Exercise directions:
Among the entries below, find the lines holding "bracketed" and copy them.

(Collected data)
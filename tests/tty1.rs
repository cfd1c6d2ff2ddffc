//! Scripts from the tty1.net Sieve tutorial
//! (http://www.tty1.net/blog/2011-07-16-sieve-tutorial_en.html).

use rstest::rstest;
use sieve_dom::{validate, Document};

const EXAMPLE_I: &str = concat!(
    "require [\"fileinto\", \"reject\"];\r\n",
    "\r\n",
    "# Daffy Duck is a good friend of mine.\r\n",
    "if address :is \"from\" \"daffy.duck@example.com\"\r\n",
    "{\r\n",
    "    fileinto \"friends\";\r\n",
    "}\r\n",
    "\r\n",
    "# Reject mails from the hunting enthusiasts at example.com.\r\n",
    "if header :contains \"list-id\" \"<duck-hunting.example.com>\"\r\n",
    "{\r\n",
    "    reject \"No violence, please\";\r\n",
    "}\r\n",
    "\r\n",
    "# The command \"keep\" is executed automatically, if no other action is taken.\r\n",
);

const EXAMPLE_II: &str = concat!(
    "# The hash character starts a one-line comment.\r\n",
    "# Everything after a # character until the end of line is ignored.\r\n",
    "\r\n",
    "/* this is a bracketed (C-style) comment. This type of comment can stretch\r\n",
    " * over many lines. A bracketed comment begins with a forward slash, followed\r\n",
    " * by an asterisk and ends with the inverse sequence: an asterisk followed\r\n",
    " * by a forward slash. */\r\n",
);

const EXAMPLE_III: &str = concat!(
    "require [\"fileinto\"];\r\n",
    "\r\n",
    "# The two test below are equivalent;\r\n",
    "# The first variant is clearer and probably also more efficient.\r\n",
    "if address :is :domain \"to\" \"example.com\"\r\n",
    "{\r\n",
    "    fileinto \"examplecom\";\r\n",
    "}\r\n",
    "if address :matches :all \"to\" \"*@example.com\"\r\n",
    "{\r\n",
    "    fileinto \"examplecom\";\r\n",
    "}\r\n",
);

const EXAMPLE_IV: &str = concat!(
    "require [\"fileinto\"];\r\n",
    "\r\n",
    "# File mails with a Spamassassin score of 4.0 or more\r\n",
    "# into the \"junk\" folder.\r\n",
    "if header :contains \"x-spam-level\" \"****\"\r\n",
    "{\r\n",
    "    fileinto \"junk\";\r\n",
    "}\r\n",
);

const EXAMPLE_V: &str = concat!(
    "require [\"reject\"];\r\n",
    "\r\n",
    "# Reject all messages that contain the string \"viagra\"in the Subject.\r\n",
    "if header :contains \"subject\" \"viagra\"\r\n",
    "{\r\n",
    "    reject \"go away!\";\r\n",
    "}\r\n",
    "# Silently discard all messages sent from the tax man\r\n",
    "elsif address :matches :domain \"from\" \"*hmrc.gov.uk\"\r\n",
    "{\r\n",
    "    discard;\r\n",
    "}\r\n",
);

const EXAMPLE_VI: &str = concat!(
    "require [\"fileinto\"];\r\n",
    "\r\n",
    "# A mail to any of the recipients in the list of strings is filed to the folder \"friends\".\r\n",
    "if address :is \"from\" [\"daffy.duck@example.com\", \"porky.pig@example.com\", \"speedy.gonzales@example.com\"]\r\n",
    "{\r\n",
    "    fileinto \"friends\";\r\n",
    "}\r\n",
);

const EXAMPLE_VII: &str = concat!(
    "require [\"fileinto\"];\r\n",
    "\r\n",
    "# Check if either the \"from\" or the \"sender\" header is from Porky.\r\n",
    "if address :is [\"from\", \"sender\"] \"porky.pig@example.com\"\r\n",
    "{\r\n",
    "    fileinto \"friends\";\r\n",
    "}\r\n",
);

const EXAMPLE_VIII: &str = concat!(
    "require [\"fileinto\"];\r\n",
    "\r\n",
    "# Match \"from\" or the \"sender\" file with any of Daffy, Porky or Speedy.\r\n",
    "if address :is [\"from\", \"sender\"] [\"daffy.duck@example.com\", \"porky.pig@example.com\", \"speedy.gonzales@example.com\"]\r\n",
    "{\r\n",
    "    fileinto \"friends\";\r\n",
    "}\r\n",
);

const EXAMPLE_IX: &str = concat!(
    "# This test checks against Spamassassin's header fields:\r\n",
    "# If the spam level ls 4 or more and the Subject contains too\r\n",
    "# many illegal characters, then silently discard the mail.\r\n",
    "if allof (header :contains \"X-Spam-Level\" \"****\",\r\n",
    "          header :contains \"X-Spam-Report\" \"FROM_ILLEGAL_CHARS\")\r\n",
    "{\r\n",
    "    discard;\r\n",
    "}\r\n",
    "# Discard mails that do not have a Date: or From: header field\r\n",
    "# or mails that are sent from the marketing department at example.com.\r\n",
    "elsif anyof (not exists [\"from\", \"date\"],\r\n",
    "        header :contains \"from\" \"marketing@example.com\") {\r\n",
    "    discard;\r\n",
    "}\r\n",
);

const EXAMPLE_X: &str = concat!(
    "# Delete messages greater than half a MB\r\n",
    "if size :over 500K\r\n",
    "{\r\n",
    "    discard;\r\n",
    "}\r\n",
    "# Also delete small mails, under 1k\r\n",
    "if size :under 1K\r\n",
    "{\r\n",
    "    discard;\r\n",
    "}\r\n",
);

#[rstest]
#[case::example_i(EXAMPLE_I, &["fileinto", "reject"])]
#[case::example_ii(EXAMPLE_II, &[])]
#[case::example_iii(EXAMPLE_III, &["fileinto"])]
#[case::example_iv(EXAMPLE_IV, &["fileinto"])]
#[case::example_v(EXAMPLE_V, &["reject"])]
#[case::example_vi(EXAMPLE_VI, &["fileinto"])]
#[case::example_vii(EXAMPLE_VII, &["fileinto"])]
#[case::example_viii(EXAMPLE_VIII, &["fileinto"])]
#[case::example_ix(EXAMPLE_IX, &[])]
#[case::example_x(EXAMPLE_X, &[])]
fn test_tty1_example(#[case] script: &str, #[case] expected: &[&str]) {
    validate(script, expected).unwrap();

    let doc = Document::parse(script).unwrap();
    assert_eq!(doc.to_script(), script);
    assert!(doc.check_capabilities().is_empty());
}

#[rstest]
#[case::example_i(EXAMPLE_I)]
#[case::example_v(EXAMPLE_V)]
#[case::example_ix(EXAMPLE_IX)]
fn test_tty1_round_trip_with_lf(#[case] script: &str) {
    let lf = script.replace("\r\n", "\n");
    let doc = Document::parse(&lf).unwrap();
    assert_eq!(doc.to_script(), lf);
}

#[test]
fn test_wrong_expectation_is_reported() {
    let err = validate(EXAMPLE_IV, &["reject"]).unwrap_err();
    assert_eq!(
        err.to_string(),
        "script requires [\"fileinto\"], expected [\"reject\"]"
    );
}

The answer:
    "/* this is a bracketed (C-style) comment. This type of comment can stretch\r\n",
    " * over many lines. A bracketed comment begins with a forward slash, followed\r\n",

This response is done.